* _Aim of the task_: Write back each entry precisely as it is given.

Material shown Block Start

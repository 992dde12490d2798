use anyhow::Result;
use daybook_core::{ItemKind, RecordStore};
use owo_colors::OwoColorize;

pub fn run(id: &str) -> Result<()> {
    let store = crate::open_store()?;
    let mut record = crate::commands::resolve_record(&store, id)?;

    if record.content.kind != ItemKind::Task {
        anyhow::bail!("'{}' is an event, not a task", record.content.title);
    }

    record.content.completed = true;
    record.mark_pending();
    store.save(&record)?;

    println!("{}", format!("  Done: {}", record.content.title).green());
    Ok(())
}
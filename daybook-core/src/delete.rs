//! User-initiated deletion.
//!
//! Deleting a record is one logical unit of work: cancel any scheduled
//! notification, tombstone (or purge) the record, persist, then signal
//! the change exactly once. If persistence fails the caller sees the
//! error and no signal is emitted.

use std::sync::Arc;

use tracing::debug;
use uuid::Uuid;

use crate::error::StoreError;
use crate::notify::ChangeNotifier;
use crate::record::SyncableRecord;
use crate::store::RecordStore;

/// Contract with the local-notification collaborator.
///
/// `cancel_notification` always succeeds: cancelling something that was
/// never scheduled is a silent no-op, so there is no error channel.
/// `schedule_notification` is invoked by collaborators outside this core
/// when a record's reminder fields change, never by the sync engine.
pub trait NotificationGate: Send + Sync {
    fn cancel_notification(&self, record_id: Uuid);
    fn schedule_notification(&self, record: &SyncableRecord);
}

/// A gate for embeddings without local notifications.
pub struct NoopGate;

impl NotificationGate for NoopGate {
    fn cancel_notification(&self, _record_id: Uuid) {}
    fn schedule_notification(&self, _record: &SyncableRecord) {}
}

pub struct DeletionCoordinator {
    store: Arc<dyn RecordStore>,
    notifications: Arc<dyn NotificationGate>,
    notifier: ChangeNotifier,
}

impl DeletionCoordinator {
    pub fn new(
        store: Arc<dyn RecordStore>,
        notifications: Arc<dyn NotificationGate>,
        notifier: ChangeNotifier,
    ) -> Self {
        DeletionCoordinator {
            store,
            notifications,
            notifier,
        }
    }

    /// Delete a record.
    ///
    /// A record with no external key (never pushed, or local-only) is
    /// purged immediately without any provider involvement; a linked
    /// record becomes a tombstone for the next sync pass to propagate.
    pub fn delete(&self, id: Uuid) -> Result<(), StoreError> {
        let Some(mut record) = self.store.get(id)? else {
            return Err(StoreError::NotFound(id));
        };

        // Fire-and-forget: never fails the deletion.
        self.notifications.cancel_notification(id);

        if record.external_keys.is_empty() {
            debug!(record = %id, "purging unlinked record");
            self.store.remove(id)?;
        } else {
            debug!(record = %id, "tombstoning linked record");
            record.mark_tombstoned();
            self.store.save(&record)?;
        }

        // Exactly once, only after the transaction committed.
        self.notifier.notify();
        Ok(())
    }
}
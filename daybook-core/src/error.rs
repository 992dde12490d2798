//! Error types for the daybook core.

use thiserror::Error;
use uuid::Uuid;

/// Errors raised by provider adapters.
///
/// The engine's retry policy hangs off this distinction: `Unavailable`
/// leaves records pending for the next pass, `Rejected` flags the record
/// and stops retrying it, `Unsupported` is a programming error (a push
/// issued against a read-only adapter) and is never produced at runtime
/// by a correctly-driven engine.
#[derive(Error, Debug)]
pub enum ProviderError {
    /// Transient: network failure, expired auth, rate limit, timeout.
    #[error("provider unavailable: {0}")]
    Unavailable(String),

    /// Permanent for this record: remote validation failure, record
    /// vanished, permission denied for that item.
    #[error("provider rejected the record: {0}")]
    Rejected(String),

    /// Push called on a read-only adapter.
    #[error("operation not supported by read-only provider")]
    Unsupported,
}

/// Errors raised by a [`RecordStore`](crate::store::RecordStore).
#[derive(Error, Debug)]
pub enum StoreError {
    #[error("record not found: {0}")]
    NotFound(Uuid),

    #[error("store I/O error: {0}")]
    Io(#[from] std::io::Error),

    #[error("store data corrupt: {0}")]
    Corrupt(String),
}

/// Violation of a record-state invariant.
#[derive(Error, Debug)]
pub enum StateError {
    /// A record may carry at most one provider's external key.
    #[error("record is already linked to provider '{0}'")]
    AlreadyLinked(String),
}

/// Pass-level sync errors.
#[derive(Error, Debug)]
pub enum SyncError {
    #[error("provider error: {0}")]
    Provider(#[from] ProviderError),

    #[error("store error: {0}")]
    Store(#[from] StoreError),

    #[error("record state error: {0}")]
    State(#[from] StateError),

    #[error("sync pass cancelled")]
    Cancelled,

    #[error("link '{0}' is disabled")]
    LinkDisabled(String),

    #[error("no adapter available for link '{0}'")]
    NoAdapter(String),

    #[error("configuration error: {0}")]
    Config(String),
}

/// Result type alias for daybook operations.
pub type SyncResult<T> = Result<T, SyncError>;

Material shown Block End

* _Completed task_:
repository 992dde12490d2798
use anyhow::Result;
use daybook_core::{ItemKind, RecordStore};
use owo_colors::OwoColorize;

pub fn run(id: &str) -> Result<()> {
    let store = crate::open_store()?;
    let mut record = crate::commands::resolve_record(&store, id)?;

    if record.content.kind != ItemKind::Task {
        anyhow::bail!("'{}' is an event, not a task", record.content.title);
    }

    record.content.completed = true;
    record.mark_pending();
    store.save(&record)?;

    println!("{}", format!("  Done: {}", record.content.title).green());
    Ok(())
}
filename daybook-core/src/delete.rs
//! User-initiated deletion.
//!
//! Deleting a record is one logical unit of work: cancel any scheduled
//! notification, tombstone (or purge) the record, persist, then signal
//! the change exactly once. If persistence fails the caller sees the
//! error and no signal is emitted.

use std::sync::Arc;

use tracing::debug;
use uuid::Uuid;

use crate::error::StoreError;
use crate::notify::ChangeNotifier;
use crate::record::SyncableRecord;
use crate::store::RecordStore;

/// Contract with the local-notification collaborator.
///
/// `cancel_notification` always succeeds: cancelling something that was
/// never scheduled is a silent no-op, so there is no error channel.
/// `schedule_notification` is invoked by collaborators outside this core
/// when a record's reminder fields change, never by the sync engine.
pub trait NotificationGate: Send + Sync {
    fn cancel_notification(&self, record_id: Uuid);
    fn schedule_notification(&self, record: &SyncableRecord);
}

/// A gate for embeddings without local notifications.
pub struct NoopGate;

impl NotificationGate for NoopGate {
    fn cancel_notification(&self, _record_id: Uuid) {}
    fn schedule_notification(&self, _record: &SyncableRecord) {}
}

pub struct DeletionCoordinator {
    store: Arc<dyn RecordStore>,
    notifications: Arc<dyn NotificationGate>,
    notifier: ChangeNotifier,
}

impl DeletionCoordinator {
    pub fn new(
        store: Arc<dyn RecordStore>,
        notifications: Arc<dyn NotificationGate>,
        notifier: ChangeNotifier,
    ) -> Self {
        DeletionCoordinator {
            store,
            notifications,
            notifier,
        }
    }

    /// Delete a record.
    ///
    /// A record with no external key (never pushed, or local-only) is
    /// purged immediately without any provider involvement; a linked
    /// record becomes a tombstone for the next sync pass to propagate.
    pub fn delete(&self, id: Uuid) -> Result<(), StoreError> {
        let Some(mut record) = self.store.get(id)? else {
            return Err(StoreError::NotFound(id));
        };

        // Fire-and-forget: never fails the deletion.
        self.notifications.cancel_notification(id);

        if record.external_keys.is_empty() {
            debug!(record = %id, "purging unlinked record");
            self.store.remove(id)?;
        } else {
            debug!(record = %id, "tombstoning linked record");
            record.mark_tombstoned();
            self.store.save(&record)?;
        }

        // Exactly once, only after the transaction committed.
        self.notifier.notify();
        Ok(())
    }
}
filename daybook-core/src/error.rs
repository 992dde12490d2798
//! Error types for the daybook core.

use thiserror::Error;
use uuid::Uuid;

/// Errors raised by provider adapters.
///
/// The engine's retry policy hangs off this distinction: `Unavailable`
/// leaves records pending for the next pass, `Rejected` flags the record
/// and stops retrying it, `Unsupported` is a programming error (a push
/// issued against a read-only adapter) and is never produced at runtime
/// by a correctly-driven engine.
#[derive(Error, Debug)]
pub enum ProviderError {
    /// Transient: network failure, expired auth, rate limit, timeout.
    #[error("provider unavailable: {0}")]
    Unavailable(String),

    /// Permanent for this record: remote validation failure, record
    /// vanished, permission denied for that item.
    #[error("provider rejected the record: {0}")]
    Rejected(String),

    /// Push called on a read-only adapter.
    #[error("operation not supported by read-only provider")]
    Unsupported,
}

/// Errors raised by a [`RecordStore`](crate::store::RecordStore).
#[derive(Error, Debug)]
pub enum StoreError {
    #[error("record not found: {0}")]
    NotFound(Uuid),

    #[error("store I/O error: {0}")]
    Io(#[from] std::io::Error),

    #[error("store data corrupt: {0}")]
    Corrupt(String),
}

/// Violation of a record-state invariant.
#[derive(Error, Debug)]
pub enum StateError {
    /// A record may carry at most one provider's external key.
    #[error("record is already linked to provider '{0}'")]
    AlreadyLinked(String),
}

/// Pass-level sync errors.
#[derive(Error, Debug)]
pub enum SyncError {
    #[error("provider error: {0}")]
    Provider(#[from] ProviderError),

    #[error("store error: {0}")]
    Store(#[from] StoreError),

    #[error("record state error: {0}")]
    State(#[from] StateError),

    #[error("sync pass cancelled")]
    Cancelled,

    #[error("link '{0}' is disabled")]
    LinkDisabled(String),

    #[error("no adapter available for link '{0}'")]
    NoAdapter(String),

    #[error("configuration error: {0}")]
    Config(String),
}

/// Result type alias for daybook operations.
pub type SyncResult<T> = Result<T, SyncError>;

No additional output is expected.